Re: Transparent Email
-----BEGIN PGP SIGNED MESSAGE----- Ok, I should start off by saying I'm not sure I followed everything Eric said in his post, so this might not be a great answer to him. My proposal isn't for an all inclusive, everything to all people, security system. It certainly would't preclude people from using other, stand alone systems, from using multiple sets of keys, or whatever else they wanted to do. My posts were predicated on the assumption that transparent encryption and signatures are worthwhile and necessary. By "traansparent encryption and signatures", I mean email systems that work and look pretty much like the programs we're using now -- elm and eudora, for example -- but which do crypto work automatically, behind the scenes. I think we ought to be moving in that direction, for two reasons. The first is that most people -- including most of us -- aren't willing to do much work in order to sign and encrypt our email traffic. If there's any penalty at all in terms of convenience, most people probably won't use a secure system. The second reason is that I believe it's only a matter of time until someone else institutes a transparent, reasonably secure email system. What would happen if Microsoft instituted a secure email system for their online customers, but took control over keys away from users? I think that the result would be that everyone would embrace the new system, because it would be a gigantic improvement over the status quo. We would compare the new system to an idealized vision, in which everyone has total control over their keys, who they trust, and in which law enforcement officials can't retrieve secret keys at will from some central repository. But everyone else would compare the new system to what we have now: an email system which is vulnerable to forging, and which isn't secure enough to transmit credit card numbers. I think that if we can't field an alternative, usable system, something that's practical and easy to use, we're going to lose by default. I'm not under any delusion that what I've proposed is some kind of magic answer. I'm not a heavy hitter, in a technical sense, like Eric, Hal, Tim, and many of the others here are. But at the same time, I think there's some need for compromise. We need a transparent system that can embrace people who aren't willing to put a lot of effort into security, but at the same time is able to accomodate people who want to take more trouble for the sake of their privacy.
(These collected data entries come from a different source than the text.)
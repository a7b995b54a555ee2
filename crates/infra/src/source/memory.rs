use std::sync::{Mutex, PoisonError};

use async_trait::async_trait;

use omiesync_core::SourceRecord;

use super::{RecordSource, SourceError};

/// Fixed record set held in memory (dev mode and tests).
#[derive(Debug, Default)]
pub struct InMemoryRecordSource {
    records: Mutex<Vec<SourceRecord>>,
    failure: Option<SourceError>,
}

impl InMemoryRecordSource {
    pub fn new(records: Vec<SourceRecord>) -> Self {
        Self {
            records: Mutex::new(records),
            failure: None,
        }
    }

    /// A source whose every fetch fails with `error`.
    pub fn failing(error: SourceError) -> Self {
        Self {
            records: Mutex::new(Vec::new()),
            failure: Some(error),
        }
    }

    pub fn replace(&self, records: Vec<SourceRecord>) {
        *self.records.lock().unwrap_or_else(PoisonError::into_inner) = records;
    }
}

#[async_trait]
impl RecordSource for InMemoryRecordSource {
    async fn fetch(&self) -> Result<Vec<SourceRecord>, SourceError> {
        if let Some(err) = &self.failure {
            return Err(err.clone());
        }
        Ok(self
            .records
            .lock()
            .unwrap_or_else(PoisonError::into_inner)
            .clone())
    }
}
//! Infrastructure wiring: picks the record source and ledger transport from
//! configuration and builds the process-wide dispatcher and runner.

use std::sync::Arc;

use thiserror::Error;
use tracing::warn;

use omiesync_infra::dispatch::{Dispatcher, DispatcherStats};
use omiesync_infra::omie::{InMemoryLedger, LedgerTransport, OmieHttpClient, TransportError};
use omiesync_infra::source::{
    InMemoryRecordSource, PostgresRecordSource, RecordSource, SourceError,
};
use omiesync_infra::{AppConfig, SourceConfig, SyncRunner};

#[derive(Debug, Error)]
pub enum ServiceError {
    #[error("record source setup failed: {0}")]
    Source(#[from] SourceError),
    #[error("ledger transport setup failed: {0}")]
    Transport(#[from] TransportError),
}

/// Shared state handed to every handler.
#[derive(Debug, Clone)]
pub struct AppServices {
    pub runner: SyncRunner,
}

impl AppServices {
    pub fn new(runner: SyncRunner) -> Self {
        Self { runner }
    }

    pub fn dispatcher(&self) -> &Dispatcher {
        self.runner.dispatcher()
    }

    pub fn dispatcher_stats(&self) -> DispatcherStats {
        self.dispatcher().stats()
    }
}

pub fn build_services(config: &AppConfig) -> Result<AppServices, ServiceError> {
    let transport: Arc<dyn LedgerTransport> = if config.omie.dry_run {
        warn!("OMIE_DRY_RUN set; remote calls go to the in-memory ledger");
        Arc::new(InMemoryLedger::new())
    } else {
        Arc::new(OmieHttpClient::new(&config.omie)?)
    };

    let source: Arc<dyn RecordSource> = match &config.source {
        SourceConfig::Postgres { database_url, view } => {
            Arc::new(PostgresRecordSource::connect_lazy(database_url, view.clone())?)
        }
        SourceConfig::Memory => {
            warn!("SOURCE=memory; runs will find no records");
            Arc::new(InMemoryRecordSource::default())
        }
    };

    let dispatcher = Dispatcher::new(transport, config.dispatcher.clone());
    let runner = SyncRunner::new(source, dispatcher, config.accounts.clone());
    Ok(AppServices::new(runner))
}

#[cfg(test)]
mod tests {
    use super::*;

    #[tokio::test]
    async fn dry_run_with_memory_source_wires_up() {
        let config = AppConfig::from_lookup(|k| match k {
            "SOURCE" => Some("memory".to_string()),
            "OMIE_DRY_RUN" => Some("true".to_string()),
            "DISPATCH_INTERVAL_MS" => Some("10".to_string()),
            _ => None,
        })
        .unwrap();

        let services = build_services(&config).unwrap();
        assert_eq!(services.dispatcher().config().interval.as_millis(), 10);
        assert_eq!(services.dispatcher().pending(), 0);

        let summary = services.runner.run().await.unwrap();
        assert_eq!(summary.total_registros_encontrados, 0);
    }

    #[tokio::test]
    async fn invalid_view_name_fails_wiring() {
        let config = AppConfig::from_lookup(|k| match k {
            "DATABASE_URL" => Some("postgres://localhost/erp".to_string()),
            "SOURCE_VIEW" => Some("vw; drop table x".to_string()),
            "OMIE_DRY_RUN" => Some("true".to_string()),
            _ => None,
        })
        .unwrap();

        assert!(matches!(
            build_services(&config),
            Err(ServiceError::Source(SourceError::InvalidViewName(_)))
        ));
    }
}
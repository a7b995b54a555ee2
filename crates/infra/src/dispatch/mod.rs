//! Rate-limited dispatch lane with retry, backoff, and cooldown handling.
//!
//! ## Design
//!
//! - One process-wide lane; every remote call goes through it
//! - At most `concurrency` tasks in flight (configured to 1), admitted FIFO
//! - Minimum spacing between call starts, retries included
//! - Account-wide cooldown: a blocked call pauses the whole lane
//! - Transient failures retried with exponential backoff up to a bound
//! - Duplicate-entry faults resolved as success
//!
//! ## Components
//!
//! - `RetryPolicy`: backoff clock and retry bound
//! - `classify`: maps a failed call to cooldown / already-applied / transient
//! - `Dispatcher`: the lane itself (`submit`, `drain`)
//! - `CallTask` / `CallOutcome`: what goes in, what comes out

pub mod backoff;
pub mod classifier;
pub mod dispatcher;
pub mod types;

pub use backoff::RetryPolicy;
pub use classifier::{Classification, classify};
pub use dispatcher::{Dispatcher, DispatcherConfig, DispatcherStats};
pub use types::{AttemptRecord, CallFailure, CallOutcome, CallTask, OmieFault, WaitKind};
//! The dispatch lane.

use std::sync::{Arc, Mutex, PoisonError};
use std::time::Duration;

use tokio::sync::{Mutex as AsyncMutex, Semaphore, watch};
use tokio::time::{Instant, sleep, sleep_until, timeout};
use tracing::{debug, info, warn};

use omiesync_ledger::OutcomeKind;

use super::backoff::RetryPolicy;
use super::classifier::{Classification, classify};
use super::types::{AttemptRecord, CallFailure, CallOutcome, CallTask, WaitKind};
use crate::omie::LedgerTransport;

/// Dispatcher configuration.
#[derive(Debug, Clone)]
pub struct DispatcherConfig {
    /// Maximum tasks in flight.
    pub concurrency: usize,
    /// Minimum spacing between two call starts.
    pub interval: Duration,
    /// Per-call timeout.
    pub call_timeout: Duration,
    pub retry: RetryPolicy,
    /// Added on top of the wait the remote side asks for when it blocks the account.
    pub cooldown_padding: Duration,
    /// Name for logging.
    pub name: String,
}

impl Default for DispatcherConfig {
    fn default() -> Self {
        Self {
            concurrency: 1,
            interval: Duration::from_millis(260),
            call_timeout: Duration::from_secs(30),
            retry: RetryPolicy::default(),
            cooldown_padding: Duration::from_secs(5),
            name: "omie-lane".to_string(),
        }
    }
}

impl DispatcherConfig {
    pub fn with_name(mut self, name: impl Into<String>) -> Self {
        self.name = name.into();
        self
    }

    pub fn with_interval(mut self, interval: Duration) -> Self {
        self.interval = interval;
        self
    }

    pub fn with_retry(mut self, retry: RetryPolicy) -> Self {
        self.retry = retry;
        self
    }
}

/// Dispatcher runtime statistics.
#[derive(Debug, Clone, Default, serde::Serialize)]
pub struct DispatcherStats {
    pub tasks_completed: u64,
    pub tasks_succeeded: u64,
    pub tasks_duplicated: u64,
    pub tasks_failed: u64,
    pub calls_started: u64,
    pub backoffs: u64,
    pub cooldowns: u64,
}

/// Shared pacing state: when the last call started, and the account-wide
/// instant before which no call may start.
#[derive(Debug, Default)]
struct PacingGate {
    last_start: Option<Instant>,
    resume_not_before: Option<Instant>,
}

struct Inner {
    config: DispatcherConfig,
    transport: Arc<dyn LedgerTransport>,
    lane: Semaphore,
    gate: AsyncMutex<PacingGate>,
    pending: watch::Sender<usize>,
    stats: Mutex<DispatcherStats>,
}

/// Process-wide, single-lane, interval-paced call queue.
///
/// Cloning yields another handle to the same lane. Construct once at startup
/// and pass it to whatever submits calls.
#[derive(Clone)]
pub struct Dispatcher {
    inner: Arc<Inner>,
}

impl std::fmt::Debug for Dispatcher {
    fn fmt(&self, f: &mut std::fmt::Formatter<'_>) -> std::fmt::Result {
        f.debug_struct("Dispatcher")
            .field("config", &self.inner.config)
            .field("pending", &self.pending())
            .finish()
    }
}

/// Counts a task as pending for as long as it is alive.
struct PendingGuard<'a>(&'a watch::Sender<usize>);

impl<'a> PendingGuard<'a> {
    fn enter(tx: &'a watch::Sender<usize>) -> Self {
        tx.send_modify(|n| *n += 1);
        Self(tx)
    }
}

impl Drop for PendingGuard<'_> {
    fn drop(&mut self) {
        self.0.send_modify(|n| *n = n.saturating_sub(1));
    }
}

impl Dispatcher {
    pub fn new(transport: Arc<dyn LedgerTransport>, config: DispatcherConfig) -> Self {
        let (pending, _) = watch::channel(0);
        Self {
            inner: Arc::new(Inner {
                lane: Semaphore::new(config.concurrency.max(1)),
                config,
                transport,
                gate: AsyncMutex::new(PacingGate::default()),
                pending,
                stats: Mutex::new(DispatcherStats::default()),
            }),
        }
    }

    pub fn config(&self) -> &DispatcherConfig {
        &self.inner.config
    }

    /// Tasks queued or in flight.
    pub fn pending(&self) -> usize {
        *self.inner.pending.borrow()
    }

    pub fn stats(&self) -> DispatcherStats {
        self.inner
            .stats
            .lock()
            .unwrap_or_else(PoisonError::into_inner)
            .clone()
    }

    /// Resolves once no task is queued or in flight.
    pub async fn drain(&self) {
        let mut rx = self.inner.pending.subscribe();
        // The sender lives in `Inner`, which outlives this borrow.
        let _ = rx.wait_for(|n| *n == 0).await;
    }

    /// Run a task through the lane and return its outcome.
    ///
    /// Never fails: exhausted retries come back as an `OutcomeKind::Failure` outcome.
    pub async fn submit(&self, task: CallTask) -> CallOutcome {
        let _pending = PendingGuard::enter(&self.inner.pending);
        // The semaphore is never closed, so acquisition only waits.
        let _permit = self.inner.lane.acquire().await.ok();

        let outcome = self.run(task).await;
        self.record_stats(&outcome);

        match outcome.kind {
            OutcomeKind::Failure => warn!(
                lane = %self.inner.config.name,
                task = %outcome.label,
                attempts = outcome.attempts,
                error = outcome.error.as_deref().unwrap_or_default(),
                "task failed after exhausting retries"
            ),
            kind => info!(
                lane = %self.inner.config.name,
                task = %outcome.label,
                attempts = outcome.attempts,
                outcome = ?kind,
                "task completed"
            ),
        }
        outcome
    }

    async fn run(&self, task: CallTask) -> CallOutcome {
        let config = &self.inner.config;
        let key = task.integration_key.clone();
        let mut attempt = 1u32;
        let mut history = Vec::new();

        loop {
            self.wait_for_slot().await;
            self.bump(|s| s.calls_started += 1);

            let result = match timeout(
                config.call_timeout,
                self.inner.transport.execute(&task.request),
            )
            .await
            {
                Ok(result) => result,
                Err(_) => Err(CallFailure::timeout(config.call_timeout)),
            };

            let failure = match result {
                Ok(response) => {
                    return finish(
                        task,
                        OutcomeKind::Success,
                        Some(response),
                        None,
                        attempt,
                        history,
                    );
                }
                Err(failure) => failure,
            };

            match classify(&failure, key.as_deref()) {
                Classification::BlockingCooldown { seconds } => {
                    let wait = Duration::from_secs(seconds) + config.cooldown_padding;
                    warn!(
                        lane = %config.name,
                        task = %task.label,
                        seconds,
                        wait_secs = wait.as_secs(),
                        "remote API blocked the account; pausing the lane"
                    );
                    history.push(AttemptRecord::new(
                        attempt,
                        &failure,
                        Some((WaitKind::Cooldown, wait)),
                    ));
                    self.bump(|s| s.cooldowns += 1);
                    self.impose_cooldown(wait).await;
                }
                Classification::AlreadyApplied => {
                    debug!(
                        lane = %config.name,
                        task = %task.label,
                        detail = %failure.detail,
                        "remote side already has this operation"
                    );
                    let sentinel = CallOutcome::duplicate_sentinel(&failure.detail);
                    let mut outcome = finish(
                        task,
                        OutcomeKind::DuplicateSuccess,
                        Some(sentinel),
                        None,
                        attempt,
                        history,
                    );
                    outcome.http_status = failure.http_status;
                    return outcome;
                }
                Classification::Transient if config.retry.should_retry(attempt) => {
                    let delay = config.retry.delay_for_attempt(attempt);
                    debug!(
                        lane = %config.name,
                        task = %task.label,
                        attempt,
                        delay_ms = delay.as_millis() as u64,
                        error = %failure,
                        "transient failure; backing off"
                    );
                    history.push(AttemptRecord::new(
                        attempt,
                        &failure,
                        Some((WaitKind::Backoff, delay)),
                    ));
                    self.bump(|s| s.backoffs += 1);
                    sleep(delay).await;
                    attempt += 1;
                }
                Classification::Transient => {
                    history.push(AttemptRecord::new(attempt, &failure, None));
                    let mut outcome = finish(
                        task,
                        OutcomeKind::Failure,
                        None,
                        Some(failure.to_string()),
                        attempt,
                        history,
                    );
                    outcome.http_status = failure.http_status;
                    return outcome;
                }
            }
        }
    }

    /// Wait until a call may start, then claim the start slot.
    ///
    /// The gate is released while sleeping so a cooldown imposed meanwhile is
    /// seen on the next check.
    async fn wait_for_slot(&self) {
        let interval = self.inner.config.interval;
        loop {
            let earliest = {
                let mut gate = self.inner.gate.lock().await;
                let now = Instant::now();
                let mut earliest = now;
                if let Some(last) = gate.last_start {
                    earliest = earliest.max(last + interval);
                }
                if let Some(resume) = gate.resume_not_before {
                    earliest = earliest.max(resume);
                }
                if earliest <= now {
                    gate.last_start = Some(now);
                    return;
                }
                earliest
            };
            sleep_until(earliest).await;
        }
    }

    async fn impose_cooldown(&self, wait: Duration) {
        let until = Instant::now() + wait;
        let mut gate = self.inner.gate.lock().await;
        gate.resume_not_before = Some(match gate.resume_not_before {
            Some(current) => current.max(until),
            None => until,
        });
    }

    fn bump(&self, f: impl FnOnce(&mut DispatcherStats)) {
        let mut stats = self
            .inner
            .stats
            .lock()
            .unwrap_or_else(PoisonError::into_inner);
        f(&mut stats);
    }

    fn record_stats(&self, outcome: &CallOutcome) {
        self.bump(|s| {
            s.tasks_completed += 1;
            match outcome.kind {
                OutcomeKind::Success => s.tasks_succeeded += 1,
                OutcomeKind::DuplicateSuccess => s.tasks_duplicated += 1,
                OutcomeKind::Failure => s.tasks_failed += 1,
            }
        });
    }
}

fn finish(
    task: CallTask,
    kind: OutcomeKind,
    response: Option<serde_json::Value>,
    error: Option<String>,
    attempts: u32,
    history: Vec<AttemptRecord>,
) -> CallOutcome {
    CallOutcome {
        call: task.request.call,
        label: task.label,
        integration_key: task.integration_key,
        kind,
        response,
        error,
        http_status: None,
        attempts,
        history,
    }
}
This whole area of key distribution has generated much confusion. A perfect world is described, and then everyone is assumed to participate in achieving this world. This approach of generality, however, is notably more complicated than a world where responsibility for security is partitioned, where each user does not have to worry about all the possible systemic security issues.
I understand this criticism. But if we abandon generality, I don't think we can achieve transparency. And as I said before, I think a transparent system is going to come out on top. It's true that what I proposed is complicated, but a lot of the net is pretty complicated when you take off the lid. I think it could still be made usable.
Proposition: You don't need to be responsible for making sure that the other person is being spoofed; that's their responsibility.
A common situation where this proposition makes a significantly simpler system is exactly in the case described, where you and your email correspondents wish to exchange keys. Suppose, in addition, that you two met online and that your only channels of communication are electronic. The goal here is to create persistence of identity; identification with a physical body is not needed.
Actually, I wasn't trying to identify keys with physical bodies, but rather with email addresses. But the whole point of the system is that there is no need for the two correspondents to worry about exchanging keys: it all happens automatically. People who are doing unusual things, like creating nyms, would of course be free to take unusual actions.
In the PGP case you start with your own key, which you trust, then look for a chain of signatures to the destination. This chain can be rather cumbersome to produce. It's overkill, as well, since all you really needed to know is that the key was not being translated on your own end. The PGP trust chain largely accomplishes that, true, but not as simply as possible.
I'm not sure I follow the last part of this.
Alternatively, you save the first piece of email that you receive from your correspondent; it has a digital signature on it. Now _by whatever means_, you obtain a public key by which to verify that signatures on email you receive are the same. You yourself need to ensure that you aren't getting spoofed; you can do this by, say, having your correspondent send mail to two different locations, or by using a second channel to obtain the key by, or by using a PGP trust chain, if one is available.
Again, I go back to my goal (which wasn't stated clearly enough in my original posts, to be sure) of transparency, and of trying to get the bulk of day to day email encrypted.
The original model for public key communications seems to have been one channel with an interposer. The real world is much more complicated than that. One can obtain good protection, at least as good as a trust chain, by crossing organizational boundaries. The argument that trust chains are better because they are cryptographic carries no weight; the decision at each link to make a signature is of social, not cryptographic, character.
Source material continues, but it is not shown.